### Work required
All lines of the material that contain "contains" must be copied out.

### Given records
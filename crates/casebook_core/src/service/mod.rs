//! Core use-case services.
//!
//! # Responsibility
//! - Orchestrate repository calls into use-case level APIs.
//! - Own input validation so repositories only ever see validated drafts.

pub mod case_service;
//! Core logging bootstrap and safety policy.
//!
//! # Responsibility
//! - Initialize file-based rolling logs exactly once per process.
//! - Emit stable, metadata-only diagnostic events from core.
//!
//! # Invariants
//! - Logging init is idempotent for the same directory and level.
//! - Logging initialization must not panic.
//! - Re-initialization with a different directory or level is rejected.
//! - Case names, comments and tag names are never written to logs.

use flexi_logger::{Cleanup, Criterion, FileSpec, Logger, LoggerHandle, Naming, WriteMode};
use log::{error, info};
use once_cell::sync::OnceCell;
use std::path::{Path, PathBuf};

const LOG_FILE_BASENAME: &str = "casebook";
const MAX_LOG_FILE_SIZE_BYTES: u64 = 10 * 1024 * 1024;
const MAX_LOG_FILES: usize = 5;
const MAX_PANIC_PAYLOAD_CHARS: usize = 160;

static LOGGING_STATE: OnceCell<LoggingState> = OnceCell::new();
static PANIC_HOOK_INSTALLED: OnceCell<()> = OnceCell::new();

struct LoggingState {
    level: &'static str,
    log_dir: PathBuf,
    _logger: LoggerHandle,
}

impl LoggingState {
    fn ensure_same(&self, level: &'static str, log_dir: &Path) -> Result<(), String> {
        if self.log_dir != log_dir {
            return Err(format!(
                "logging already initialized at `{}`; refusing to switch to `{}`",
                self.log_dir.display(),
                log_dir.display()
            ));
        }
        if self.level != level {
            return Err(format!(
                "logging already initialized with level `{}`; refusing to switch to `{}`",
                self.level, level
            ));
        }
        Ok(())
    }
}

/// Initializes core logging with level and directory.
///
/// Returns `Ok(())` when logging is active, or a human-readable error string
/// when initialization fails.
///
/// # Errors
/// - Returns an error when `level` is unsupported.
/// - Returns an error when `log_dir` is empty, non-absolute, or cannot be created.
/// - Returns an error when logging is already active with another level/dir.
/// - Returns an error when logger backend setup fails.
pub fn init_logging(level: &str, log_dir: &str) -> Result<(), String> {
    let level = normalize_level(level)?;
    let log_dir = normalize_log_dir(log_dir)?;

    if let Some(state) = LOGGING_STATE.get() {
        return state.ensure_same(level, &log_dir);
    }

    let state = LOGGING_STATE.get_or_try_init(|| start_logger(level, &log_dir))?;
    state.ensure_same(level, &log_dir)
}

fn start_logger(level: &'static str, log_dir: &Path) -> Result<LoggingState, String> {
    std::fs::create_dir_all(log_dir).map_err(|err| {
        format!(
            "failed to create log directory `{}`: {err}",
            log_dir.display()
        )
    })?;

    let logger = Logger::try_with_str(level)
        .map_err(|err| format!("invalid log level `{level}`: {err}"))?
        .log_to_file(
            FileSpec::default()
                .directory(log_dir)
                .basename(LOG_FILE_BASENAME),
        )
        .rotate(
            Criterion::Size(MAX_LOG_FILE_SIZE_BYTES),
            Naming::Numbers,
            Cleanup::KeepLogFiles(MAX_LOG_FILES),
        )
        .write_mode(WriteMode::BufferAndFlush)
        .append()
        // [YYYY-MM-DD HH:MM:SS.ffffff TZ] LEVEL [module] file:line: message
        .format_for_files(flexi_logger::detailed_format)
        .start()
        .map_err(|err| format!("failed to start logger: {err}"))?;

    install_panic_hook_once();

    info!(
        "event=core_init module=core status=ok level={} log_dir={} platform={} build_mode={} version={}",
        level,
        log_dir.display(),
        std::env::consts::OS,
        build_mode(),
        env!("CARGO_PKG_VERSION")
    );

    Ok(LoggingState {
        level,
        log_dir: log_dir.to_path_buf(),
        _logger: logger,
    })
}

/// Returns `(level, log_dir)` when logging is active.
pub fn logging_status() -> Option<(&'static str, PathBuf)> {
    LOGGING_STATE
        .get()
        .map(|state| (state.level, state.log_dir.clone()))
}

/// Returns the default log level for current build mode.
///
/// - `debug` builds -> `debug`
/// - `release` builds -> `info`
pub fn default_log_level() -> &'static str {
    if cfg!(debug_assertions) {
        "debug"
    } else {
        "info"
    }
}

fn normalize_level(level: &str) -> Result<&'static str, String> {
    match level.trim().to_ascii_lowercase().as_str() {
        "trace" => Ok("trace"),
        "debug" => Ok("debug"),
        "info" => Ok("info"),
        "warn" | "warning" => Ok("warn"),
        "error" => Ok("error"),
        other => Err(format!(
            "unsupported log level `{other}`; expected trace|debug|info|warn|error"
        )),
    }
}

fn normalize_log_dir(log_dir: &str) -> Result<PathBuf, String> {
    let trimmed = log_dir.trim();
    if trimmed.is_empty() {
        return Err("log_dir cannot be empty".to_string());
    }
    let path = Path::new(trimmed);
    if !path.is_absolute() {
        return Err(format!("log_dir must be an absolute path, got `{trimmed}`"));
    }
    Ok(path.to_path_buf())
}

fn build_mode() -> &'static str {
    if cfg!(debug_assertions) {
        "debug"
    } else {
        "release"
    }
}

fn install_panic_hook_once() {
    if PANIC_HOOK_INSTALLED.set(()).is_err() {
        return;
    }

    let previous_hook = std::panic::take_hook();
    std::panic::set_hook(Box::new(move |panic_info| {
        // Payload may echo case input; cap and flatten before logging.
        let location = panic_info
            .location()
            .map(|loc| format!("{}:{}", loc.file(), loc.line()))
            .unwrap_or_else(|| "unknown".to_string());
        let payload = panic_payload_summary(panic_info);
        error!(
            "event=panic_captured module=core status=error location={} payload={}",
            location, payload
        );
        previous_hook(panic_info);
    }));
}

fn panic_payload_summary(info: &std::panic::PanicHookInfo<'_>) -> String {
    let payload = if let Some(message) = info.payload().downcast_ref::<&str>() {
        (*message).to_string()
    } else if let Some(message) = info.payload().downcast_ref::<String>() {
        message.clone()
    } else {
        "non-string panic payload".to_string()
    };

    sanitize_message(&payload, MAX_PANIC_PAYLOAD_CHARS)
}

fn sanitize_message(value: &str, max_chars: usize) -> String {
    let normalized = value.replace(['\n', '\r'], " ");
    let mut truncated = normalized.chars().take(max_chars).collect::<String>();
    if normalized.chars().count() > max_chars {
        truncated.push_str("...");
    }
    truncated
}

#[cfg(test)]
mod tests {
    use super::{
        default_log_level, init_logging, logging_status, normalize_level, normalize_log_dir,
        sanitize_message,
    };

    #[test]
    fn normalize_level_accepts_known_values_case_insensitively() {
        assert_eq!(normalize_level("ERROR").unwrap(), "error");
        assert_eq!(normalize_level(" Warning ").unwrap(), "warn");
        assert!(normalize_level("verbose").is_err());
    }

    #[test]
    fn normalize_log_dir_rejects_blank_and_relative_paths() {
        assert!(normalize_log_dir("   ").is_err());
        let error = normalize_log_dir("var/log").unwrap_err();
        assert!(error.contains("absolute"));
    }

    #[test]
    fn default_level_is_known() {
        assert!(normalize_level(default_log_level()).is_ok());
    }

    #[test]
    fn sanitize_message_flattens_and_truncates() {
        let sanitized = sanitize_message("Sprawa\nPFN\r2020", 6);
        assert_eq!(sanitized, "Sprawa...");
        assert_eq!(sanitize_message("short", 10), "short");
    }

    #[test]
    fn init_logging_is_idempotent_and_rejects_conflicting_config() {
        let first = tempfile::tempdir().unwrap();
        let second = tempfile::tempdir().unwrap();
        let first_dir = first.path().to_str().unwrap().to_string();
        let second_dir = second.path().to_str().unwrap().to_string();

        init_logging("info", &first_dir).unwrap();
        init_logging("INFO", &first_dir).unwrap();

        let level_error = init_logging("debug", &first_dir).unwrap_err();
        assert!(level_error.contains("refusing to switch"));
        let dir_error = init_logging("info", &second_dir).unwrap_err();
        assert!(dir_error.contains("refusing to switch"));

        let (active_level, active_dir) = logging_status().unwrap();
        assert_eq!(active_level, "info");
        assert_eq!(active_dir, first.path());
    }
}
//! Feature/feature-option repository contracts and SQLite implementation.
//!
//! # Responsibility
//! - Seed features with their `max_options` quota and their options.
//! - Resolve selected option ids to options joined with owning features, on
//!   whatever connection or transaction the case write is using.
//!
//! # Invariants
//! - `resolve_options_on` silently omits unknown ids; callers compare the
//!   result against the request to detect them.

use crate::model::feature::{Feature, FeatureId, FeatureOption, OptionId, ResolvedOption};
use crate::repo::{ensure_schema, RepoResult, TableRequirement};
use rusqlite::{params, Connection, OptionalExtension, Row};

const FEATURE_SCHEMA: &[TableRequirement] = &[
    ("features", &["id", "name", "max_options"]),
    ("feature_options", &["id", "feature_id", "name"]),
];

/// Repository interface for feature configuration.
pub trait FeatureRepository {
    /// Creates one feature with the given per-case option quota.
    fn create_feature(&self, name: &str, max_options: u32) -> RepoResult<Feature>;
    /// Creates one option under an existing feature.
    fn create_option(&self, feature_id: FeatureId, name: &str) -> RepoResult<FeatureOption>;
    /// Loads one feature by id.
    fn get_feature(&self, feature_id: FeatureId) -> RepoResult<Option<Feature>>;
}

/// SQLite-backed feature repository.
pub struct SqliteFeatureRepository<'conn> {
    conn: &'conn Connection,
}

impl<'conn> SqliteFeatureRepository<'conn> {
    /// Constructs a repository from a migrated/ready connection.
    pub fn try_new(conn: &'conn Connection) -> RepoResult<Self> {
        ensure_schema(conn, FEATURE_SCHEMA)?;
        Ok(Self { conn })
    }
}

impl FeatureRepository for SqliteFeatureRepository<'_> {
    fn create_feature(&self, name: &str, max_options: u32) -> RepoResult<Feature> {
        self.conn.execute(
            "INSERT INTO features (name, max_options) VALUES (?1, ?2);",
            params![name, max_options],
        )?;
        Ok(Feature {
            id: self.conn.last_insert_rowid(),
            name: name.to_string(),
            max_options,
        })
    }

    fn create_option(&self, feature_id: FeatureId, name: &str) -> RepoResult<FeatureOption> {
        self.conn.execute(
            "INSERT INTO feature_options (feature_id, name) VALUES (?1, ?2);",
            params![feature_id, name],
        )?;
        Ok(FeatureOption {
            id: self.conn.last_insert_rowid(),
            feature_id,
            name: name.to_string(),
        })
    }

    fn get_feature(&self, feature_id: FeatureId) -> RepoResult<Option<Feature>> {
        let feature = self
            .conn
            .query_row(
                "SELECT id, name, max_options FROM features WHERE id = ?1;",
                [feature_id],
                |row| {
                    Ok(Feature {
                        id: row.get("id")?,
                        name: row.get("name")?,
                        max_options: row.get("max_options")?,
                    })
                },
            )
            .optional()?;
        Ok(feature)
    }
}

/// Resolves option ids on any connection or open transaction.
pub(crate) fn resolve_options_on(
    conn: &Connection,
    ids: &[OptionId],
) -> RepoResult<Vec<ResolvedOption>> {
    let mut stmt = conn.prepare(
        "SELECT
            o.id AS option_id,
            o.name AS option_name,
            f.id AS feature_id,
            f.name AS feature_name,
            f.max_options
         FROM feature_options o
         INNER JOIN features f ON f.id = o.feature_id
         WHERE o.id = ?1;",
    )?;

    let mut resolved = Vec::with_capacity(ids.len());
    for id in ids {
        if let Some(option) = stmt.query_row([id], parse_resolved_row).optional()? {
            resolved.push(option);
        }
    }
    Ok(resolved)
}

fn parse_resolved_row(row: &Row<'_>) -> rusqlite::Result<ResolvedOption> {
    let feature_id: FeatureId = row.get("feature_id")?;
    Ok(ResolvedOption {
        option: FeatureOption {
            id: row.get("option_id")?,
            feature_id,
            name: row.get("option_name")?,
        },
        feature: Feature {
            id: feature_id,
            name: row.get("feature_name")?,
            max_options: row.get("max_options")?,
        },
    })
}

### Exercise answer
        assert!(error.contains("absolute"));
        assert!(level_error.contains("refusing to switch"));
        assert!(dir_error.contains("refusing to switch"));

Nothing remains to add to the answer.